■ **Your assignment**
Pull out of the data below the stretch of lines bounded by the one containing "const NONCE_BYTES: usize = 12;" and the one containing "envelope.extend_from_slice(&nonce_bytes);", both bounds included, unchanged.

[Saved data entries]
━━━━━━━━━━

//! AES-256-GCM token encryption.
//!
//! Tokens rest in SQLite as a versioned envelope:
//! `base64(version || nonce || ciphertext+tag)`. The key comes from the
//! `MAILWATCH_TOKEN_KEY` environment variable as 64 hex characters. Losing
//! the key only forces accounts through a re-consent, so there is no key
//! rotation machinery here.

use base64::engine::general_purpose::STANDARD;
use base64::Engine;
use ring::aead::{Aad, LessSafeKey, Nonce, UnboundKey, AES_256_GCM};
use ring::rand::{SecureRandom, SystemRandom};

use crate::credentials::SecretCipher;

pub const TOKEN_KEY_ENV: &str = "MAILWATCH_TOKEN_KEY";
const KEY_BYTES: usize = 32;
const NONCE_BYTES: usize = 12;
const ENVELOPE_VERSION: u8 = 1;

pub struct AesGcmCipher {
    key: LessSafeKey,
    rng: SystemRandom,
}

impl AesGcmCipher {
    pub fn new(key_bytes: &[u8]) -> Result<Self, String> {
        if key_bytes.len() != KEY_BYTES {
            return Err(format!(
                "token key must be {} bytes, got {}",
                KEY_BYTES,
                key_bytes.len()
            ));
        }
        let unbound = UnboundKey::new(&AES_256_GCM, key_bytes)
            .map_err(|_| "invalid AES-256-GCM key".to_string())?;
        Ok(Self {
            key: LessSafeKey::new(unbound),
            rng: SystemRandom::new(),
        })
    }

    /// Build a cipher from the `MAILWATCH_TOKEN_KEY` env var (64 hex chars).
    pub fn from_env() -> Result<Self, String> {
        let raw = std::env::var(TOKEN_KEY_ENV)
            .map_err(|_| format!("{} is not set", TOKEN_KEY_ENV))?;
        let bytes = hex::decode(raw.trim())
            .map_err(|e| format!("{} is not valid hex: {}", TOKEN_KEY_ENV, e))?;
        Self::new(&bytes)
    }
}

impl SecretCipher for AesGcmCipher {
    fn encrypt(&self, plaintext: &str) -> Result<String, String> {
        let mut nonce_bytes = [0u8; NONCE_BYTES];
        self.rng
            .fill(&mut nonce_bytes)
            .map_err(|_| "nonce generation failed".to_string())?;
        let nonce = Nonce::assume_unique_for_key(nonce_bytes);

        let mut buf = plaintext.as_bytes().to_vec();
        self.key
            .seal_in_place_append_tag(nonce, Aad::empty(), &mut buf)
            .map_err(|_| "encryption failed".to_string())?;

        let mut envelope = Vec::with_capacity(1 + NONCE_BYTES + buf.len());
        envelope.push(ENVELOPE_VERSION);
        envelope.extend_from_slice(&nonce_bytes);
        envelope.extend_from_slice(&buf);
        Ok(STANDARD.encode(envelope))
    }

    fn decrypt(&self, ciphertext: &str) -> Result<String, String> {
        let envelope = STANDARD
            .decode(ciphertext.trim())
            .map_err(|e| format!("bad token envelope encoding: {}", e))?;
        if envelope.len() < 1 + NONCE_BYTES {
            return Err("token envelope too short".to_string());
        }
        if envelope[0] != ENVELOPE_VERSION {
            return Err(format!("unknown token envelope version {}", envelope[0]));
        }

        let mut nonce_bytes = [0u8; NONCE_BYTES];
        nonce_bytes.copy_from_slice(&envelope[1..1 + NONCE_BYTES]);
        let nonce = Nonce::assume_unique_for_key(nonce_bytes);

        let mut buf = envelope[1 + NONCE_BYTES..].to_vec();
        let plaintext = self
            .key
            .open_in_place(nonce, Aad::empty(), &mut buf)
            .map_err(|_| "token decryption failed (wrong key?)".to_string())?;
        String::from_utf8(plaintext.to_vec()).map_err(|e| format!("token not UTF-8: {}", e))
    }
}

#[cfg(test)]
mod tests {
    use super::*;

    fn cipher() -> AesGcmCipher {
        AesGcmCipher::new(&[7u8; 32]).unwrap()
    }

    #[test]
    fn encrypt_decrypt_roundtrip() {
        let c = cipher();
        let sealed = c.encrypt("ya29.secret-token").unwrap();
        assert_ne!(sealed, "ya29.secret-token");
        assert_eq!(c.decrypt(&sealed).unwrap(), "ya29.secret-token");
    }

    #[test]
    fn each_encryption_uses_a_fresh_nonce() {
        let c = cipher();
        let a = c.encrypt("same").unwrap();
        let b = c.encrypt("same").unwrap();
        assert_ne!(a, b);
    }

    #[test]
    fn wrong_key_fails_closed() {
        let sealed = cipher().encrypt("tok").unwrap();
        let other = AesGcmCipher::new(&[9u8; 32]).unwrap();
        assert!(other.decrypt(&sealed).is_err());
    }

    #[test]
    fn rejects_short_and_unversioned_envelopes() {
        let c = cipher();
        assert!(c.decrypt("AAAA").is_err());

        let mut envelope = vec![99u8];
        envelope.extend_from_slice(&[0u8; 30]);
        assert!(c.decrypt(&STANDARD.encode(envelope)).is_err());
    }

    #[test]
    fn rejects_bad_key_length() {
        assert!(AesGcmCipher::new(&[1u8; 16]).is_err());
    }
}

━━━━━━━━━━

■ **Solution for this problem**
const NONCE_BYTES: usize = 12;
const ENVELOPE_VERSION: u8 = 1;

pub struct AesGcmCipher {
    key: LessSafeKey,
    rng: SystemRandom,
}

impl AesGcmCipher {
    pub fn new(key_bytes: &[u8]) -> Result<Self, String> {
        if key_bytes.len() != KEY_BYTES {
            return Err(format!(
                "token key must be {} bytes, got {}",
                KEY_BYTES,
                key_bytes.len()
            ));
        }
        let unbound = UnboundKey::new(&AES_256_GCM, key_bytes)
            .map_err(|_| "invalid AES-256-GCM key".to_string())?;
        Ok(Self {
            key: LessSafeKey::new(unbound),
            rng: SystemRandom::new(),
        })
    }

    /// Build a cipher from the `MAILWATCH_TOKEN_KEY` env var (64 hex chars).
    pub fn from_env() -> Result<Self, String> {
        let raw = std::env::var(TOKEN_KEY_ENV)
            .map_err(|_| format!("{} is not set", TOKEN_KEY_ENV))?;
        let bytes = hex::decode(raw.trim())
            .map_err(|e| format!("{} is not valid hex: {}", TOKEN_KEY_ENV, e))?;
        Self::new(&bytes)
    }
}

impl SecretCipher for AesGcmCipher {
    fn encrypt(&self, plaintext: &str) -> Result<String, String> {
        let mut nonce_bytes = [0u8; NONCE_BYTES];
        self.rng
            .fill(&mut nonce_bytes)
            .map_err(|_| "nonce generation failed".to_string())?;
        let nonce = Nonce::assume_unique_for_key(nonce_bytes);

        let mut buf = plaintext.as_bytes().to_vec();
        self.key
            .seal_in_place_append_tag(nonce, Aad::empty(), &mut buf)
            .map_err(|_| "encryption failed".to_string())?;

        let mut envelope = Vec::with_capacity(1 + NONCE_BYTES + buf.len());
        envelope.push(ENVELOPE_VERSION);
        envelope.extend_from_slice(&nonce_bytes);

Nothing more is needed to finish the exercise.